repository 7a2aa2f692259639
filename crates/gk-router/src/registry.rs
use gk_auth::Access;
use gk_core::Role;

/// Static description of a single command.
#[derive(Debug, Clone, Copy)]
pub struct CommandSpec {
    /// Bare command name, without the leading slash.
    pub name: &'static str,
    /// Access requirement checked before the handler runs.
    pub access: Access,
    /// Invocation line shown in command listings.
    pub usage: &'static str,
    /// One-line description shown in command listings.
    pub summary: &'static str,
}

/// Every command the router knows about, in listing order.
pub const COMMANDS: &[CommandSpec] = &[
    CommandSpec {
        name: "start",
        access: Access::Public,
        usage: "/start",
        summary: "Register and show this command list",
    },
    CommandSpec {
        name: "help",
        access: Access::Public,
        usage: "/help",
        summary: "Show the command list",
    },
    CommandSpec {
        name: "ping",
        access: Access::Public,
        usage: "/ping",
        summary: "Check that the bot is alive",
    },
    CommandSpec {
        name: "whoami",
        access: Access::Public,
        usage: "/whoami",
        summary: "Show your id, handle and role",
    },
    CommandSpec {
        name: "users",
        access: Access::MinRole(Role::Admin),
        usage: "/users",
        summary: "List recently registered users",
    },
    CommandSpec {
        name: "setrole",
        access: Access::OwnerOnly,
        usage: "/setrole <user_id> <NORMAL|VIP|ADMIN>",
        summary: "Change a user's role",
    },
];

/// Look up a command by its token as received from the transport.
///
/// The token is trimmed, an optional leading slash is stripped and the match
/// is case-insensitive, so `/Ping`, `ping` and ` /PING ` all resolve to the
/// same entry.
pub fn find(token: &str) -> Option<&'static CommandSpec> {
    let token = token.trim();
    let token = token.strip_prefix('/').unwrap_or(token);
    COMMANDS
        .iter()
        .find(|spec| spec.name.eq_ignore_ascii_case(token))
}
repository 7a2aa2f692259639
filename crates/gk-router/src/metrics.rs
use metrics::{counter, histogram};
use std::time::Duration;

/// Counters and latency histograms for command dispatch.
///
/// All metric names share a single prefix so the router's series group
/// together in whatever backend the binary installs.
#[derive(Clone)]
pub struct Metrics {
    prefix: &'static str,
}

impl Metrics {
    pub fn new() -> Self {
        Self {
            prefix: "gk_router",
        }
    }

    pub fn command_received(&self, command: &str) {
        counter!(format!("{}.commands_received", self.prefix), "command" => command.to_string())
            .increment(1);
    }

    pub fn user_registered(&self) {
        counter!(format!("{}.users_registered", self.prefix)).increment(1);
    }

    pub fn access_denied(&self, command: &str) {
        counter!(format!("{}.access_denied", self.prefix), "command" => command.to_string())
            .increment(1);
    }

    pub fn unknown_command(&self) {
        counter!(format!("{}.unknown_commands", self.prefix)).increment(1);
    }

    pub fn storage_error(&self) {
        counter!(format!("{}.storage_errors", self.prefix)).increment(1);
    }

    pub fn dispatch_latency(&self, elapsed: Duration) {
        histogram!(format!("{}.dispatch_latency_ms", self.prefix))
            .record(elapsed.as_secs_f64() * 1000.0);
    }
}

impl Default for Metrics {
    fn default() -> Self {
        Self::new()
    }
}
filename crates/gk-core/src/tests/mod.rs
mod models;
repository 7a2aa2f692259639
mod error;
use crate::{ConfigError, ConfigErrorResult, DEFAULT_HOST, DEFAULT_PORT, MIN_PORT};

use serde::Deserialize;

#[derive(Debug, Clone, Deserialize)]
#[serde(default)]
pub struct ServerConfig {
    pub host: String,
    pub port: u16,
}

impl Default for ServerConfig {
    fn default() -> Self {
        Self {
            host: String::from(DEFAULT_HOST),
            port: DEFAULT_PORT,
        }
    }
}

impl ServerConfig {
    pub fn validate(&self) -> ConfigErrorResult<()> {
        // Port 0 means "auto-assign" - OS picks an available port.
        // Any other port must be >= MIN_PORT (1024).
        if self.port != 0 && self.port < MIN_PORT {
            return Err(ConfigError::server(format!(
                "server.port must be 0 (auto) or >= {}, got {}",
                MIN_PORT, self.port
            )));
        }

        Ok(())
    }
}
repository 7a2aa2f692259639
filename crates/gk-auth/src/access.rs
use gk_core::Role;

/// Declarative access requirement attached to each command.
#[derive(Debug, Clone, Copy, PartialEq, Eq)]
pub enum Access {
    /// Anyone, including identities the store has never seen.
    Public,
    /// The owner, or any user whose role ranks at least this high.
    MinRole(Role),
    /// The configured owner alone; `Admin` rank does not qualify.
    OwnerOnly,
}
pub mod error;
pub mod models;

pub use error::{CoreError, Result};
pub use models::identity::Identity;
pub use models::recent_user::RecentUser;
pub use models::role::Role;
pub use models::user::User;

pub use error_location::ErrorLocation;

#[cfg(test)]
mod tests;
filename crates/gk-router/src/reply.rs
use serde::{Deserialize, Serialize};

/// Plain-text reply destined for the caller's chat.
///
/// Replies carry no markup. Formatting for a particular chat platform is the
/// transport adapter's concern.
#[derive(Debug, Clone, PartialEq, Eq, Serialize, Deserialize)]
pub struct Reply {
    pub text: String,
}

impl Reply {
    pub fn new(text: impl Into<String>) -> Self {
        Self { text: text.into() }
    }
}
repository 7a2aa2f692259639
use crate::error::{Result as ServerErrorResult, ServerError};

use std::path::PathBuf;
use std::time::SystemTime;

use fern::Dispatch;
use fern::colors::{Color, ColoredLevelConfig};
use log::info;

/// Initialize logger with fern
///
/// Claims the global `log` slot; callable once per process. sqlx's tracing
/// events arrive through tracing's `log` fallback and need no bridge.
///
/// # Arguments
/// * `log_level` - Log level filter
/// * `log_file` - Optional path to log file. None = stdout, Some = file output
/// * `colored` - Enable colored output (ignored when logging to file)
pub fn initialize(
    log_level: gk_config::LogLevel,
    log_file: Option<PathBuf>,
    colored: bool,
) -> ServerErrorResult<()> {
    let level_filter = log_level.0;

    let base_dispatch = Dispatch::new().level(level_filter);

    let dispatch = if let Some(ref log_path) = log_file {
        // File output (no colors, plain format)
        let file = std::fs::OpenOptions::new()
            .create(true)
            .append(true)
            .open(log_path)
            .map_err(|e| ServerError::Logger {
                message: format!("Failed to open log file {}: {}", log_path.display(), e),
            })?;

        Dispatch::new()
            .format(|out, message, record| {
                out.finish(format_args!(
                    "[{date} - {level}] {message} [{file}:{line}]",
                    date = humantime::format_rfc3339(SystemTime::now()),
                    level = record.level(),
                    message = message,
                    file = record.file().unwrap_or("unknown"),
                    line = record.line().unwrap_or(0),
                ))
            })
            .chain(file)
    } else if colored {
        // Colored output for TTY
        let colors = ColoredLevelConfig::new()
            .trace(Color::Magenta)
            .debug(Color::Blue)
            .info(Color::Green)
            .warn(Color::Yellow)
            .error(Color::Red);

        Dispatch::new()
            .format(move |out, message, record| {
                out.finish(format_args!(
                    "[{date} - {level}] {message} [{file}:{line}]",
                    date = humantime::format_rfc3339(SystemTime::now()),
                    level = colors.color(record.level()),
                    message = message,
                    file = record.file().unwrap_or("unknown"),
                    line = record.line().unwrap_or(0),
                ))
            })
            .chain(std::io::stdout())
    } else {
        // Plain output for non-TTY (systemd, docker logs)
        Dispatch::new()
            .format(|out, message, record| {
                out.finish(format_args!(
                    "[{date} - {level}] {message} [{file}:{line}]",
                    date = humantime::format_rfc3339(SystemTime::now()),
                    level = record.level(),
                    message = message,
                    file = record.file().unwrap_or("unknown"),
                    line = record.line().unwrap_or(0),
                ))
            })
            .chain(std::io::stdout())
    };

    base_dispatch
        .chain(dispatch)
        .apply()
        .map_err(|e| ServerError::Logger {
            message: format!("Failed to initialize logger: {e}"),
        })?;

    if let Some(ref path) = log_file {
        info!(
            "Logger initialized: level={:?}, file={}",
            level_filter,
            path.display()
        );
    } else {
        info!("Logger initialized: level={:?}, stdout", level_filter);
    }

    Ok(())
}
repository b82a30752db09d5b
//! # 工具函数模块
//!
//! 提供美化输出等工具。
//!
//! ## 依赖关系
//! - 被 `interpolate/` 模块使用
//! - 子模块: output

pub mod output;
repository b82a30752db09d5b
//! # 美化输出工具
//!
//! 提供统一的终端输出样式。
//!
//! ## 依赖关系
//! - 被 `interpolate/interpolater.rs` 使用
//! - 使用 `colored` crate

use colored::Colorize;

/// 打印警告消息
pub fn print_warning(msg: &str) {
    println!("{} {}", "[WARN]".yellow().bold(), msg);
}
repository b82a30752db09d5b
//! # 不可约倒空间网格
//!
//! 对给定网格尺寸生成有符号网格地址（spglib 约定），并用倒空间
//! 旋转（旋转矩阵转置）加时间反演求每个网格点所属轨道的最小
//! 平铺索引，得到不可约-完整网格映射。
//!
//! ## 依赖关系
//! - 被 `interpolate/interpolater.rs` 调用
//! - 使用 `symmetry/operations.rs` 搜索旋转
//! - 使用 `models/structure.rs` 的 Crystal

use crate::models::Crystal;
use crate::symmetry::operations;

/// 计算不可约倒空间网格
///
/// 返回 `(mapping, grid)`：`grid` 为全部网格点的有符号整数地址
/// （x 分量变化最快），`mapping[i]` 为第 i 个网格点轨道代表元的
/// 平铺索引。`symprec` 为原子位置匹配容差 (Å)。
pub fn ir_reciprocal_mesh(
    mesh: [usize; 3],
    crystal: &Crystal,
    symprec: f64,
) -> (Vec<usize>, Vec<[i64; 3]>) {
    let rotations = operations::find_rotations(crystal, None, symprec);

    // 倒空间旋转集 = 实空间旋转集的转置（群对求逆封闭）
    let recip_rotations: Vec<[[i32; 3]; 3]> = rotations.iter().map(transpose).collect();

    let m = [mesh[0] as i64, mesh[1] as i64, mesh[2] as i64];
    let mut grid = Vec::with_capacity(mesh[0] * mesh[1] * mesh[2]);
    for iz in 0..m[2] {
        for iy in 0..m[1] {
            for ix in 0..m[0] {
                grid.push([signed(ix, m[0]), signed(iy, m[1]), signed(iz, m[2])]);
            }
        }
    }

    let mapping = grid
        .iter()
        .map(|address| {
            let mut representative = flat_index(address, &m);
            for w in &recip_rotations {
                let rotated = rotate_address(w, address);
                representative = representative.min(flat_index(&rotated, &m));
                // 时间反演：k 与 -k 等价
                let negated = [-rotated[0], -rotated[1], -rotated[2]];
                representative = representative.min(flat_index(&negated, &m));
            }
            representative
        })
        .collect();

    (mapping, grid)
}

/// 无符号网格索引转有符号地址：大于 m/2 的分量回绕为负
fn signed(i: i64, m: i64) -> i64 {
    if i <= m / 2 {
        i
    } else {
        i - m
    }
}

/// 有符号地址的平铺索引（与生成顺序一致）
fn flat_index(address: &[i64; 3], m: &[i64; 3]) -> usize {
    let ix = address[0].rem_euclid(m[0]);
    let iy = address[1].rem_euclid(m[1]);
    let iz = address[2].rem_euclid(m[2]);
    (ix + m[0] * (iy + m[1] * iz)) as usize
}

fn transpose(w: &[[i32; 3]; 3]) -> [[i32; 3]; 3] {
    let mut t = [[0i32; 3]; 3];
    for i in 0..3 {
        for j in 0..3 {
            t[i][j] = w[j][i];
        }
    }
    t
}

fn rotate_address(w: &[[i32; 3]; 3], n: &[i64; 3]) -> [i64; 3] {
    [
        w[0][0] as i64 * n[0] + w[0][1] as i64 * n[1] + w[0][2] as i64 * n[2],
        w[1][0] as i64 * n[0] + w[1][1] as i64 * n[1] + w[1][2] as i64 * n[2],
        w[2][0] as i64 * n[0] + w[2][1] as i64 * n[1] + w[2][2] as i64 * n[2],
    ]
}

#[cfg(test)]
mod tests {
    use super::*;
    use crate::models::{Atom, Lattice};
    use std::collections::BTreeSet;

    fn cubic_crystal() -> Crystal {
        let lattice = Lattice::from_parameters(4.0, 4.0, 4.0, 90.0, 90.0, 90.0);
        Crystal::new("X", lattice, vec![Atom::new("X", [0.0, 0.0, 0.0])])
    }

    #[test]
    fn test_grid_covers_signed_range() {
        let crystal = cubic_crystal();
        let (mapping, grid) = ir_reciprocal_mesh([3, 3, 3], &crystal, 0.1);

        assert_eq!(grid.len(), 27);
        assert_eq!(mapping.len(), 27);
        for address in &grid {
            for &component in address {
                assert!((-1..=1).contains(&component));
            }
        }
    }

    #[test]
    fn test_cubic_3x3x3_has_four_orbits() {
        let crystal = cubic_crystal();
        let (mapping, _) = ir_reciprocal_mesh([3, 3, 3], &crystal, 0.1);

        // 立方对称下的轨道：原点、面心型 (100)、棱型 (110)、角型 (111)
        let representatives: BTreeSet<usize> = mapping.iter().copied().collect();
        assert_eq!(representatives.len(), 4);
    }

    #[test]
    fn test_mapping_points_to_smaller_index() {
        let crystal = cubic_crystal();
        let (mapping, _) = ir_reciprocal_mesh([5, 5, 5], &crystal, 0.1);

        for (i, &rep) in mapping.iter().enumerate() {
            assert!(rep <= i);
            // 代表元自身映射到自身
            assert_eq!(mapping[rep], rep);
        }
    }

    #[test]
    fn test_anisotropic_mesh_shape() {
        let crystal = cubic_crystal();
        let (_, grid) = ir_reciprocal_mesh([7, 5, 3], &crystal, 0.1);

        assert_eq!(grid.len(), 7 * 5 * 3);
        // x 分量变化最快
        assert_eq!(grid[0], [0, 0, 0]);
        assert_eq!(grid[1], [1, 0, 0]);
    }
}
--------------------
# AIM OF THE TASK:
Please filter the data down to the lines containing the word "fern".

# THE COMPLETED TASK:
use fern::Dispatch;
use fern::colors::{Color, ColoredLevelConfig};
/// Initialize logger with fern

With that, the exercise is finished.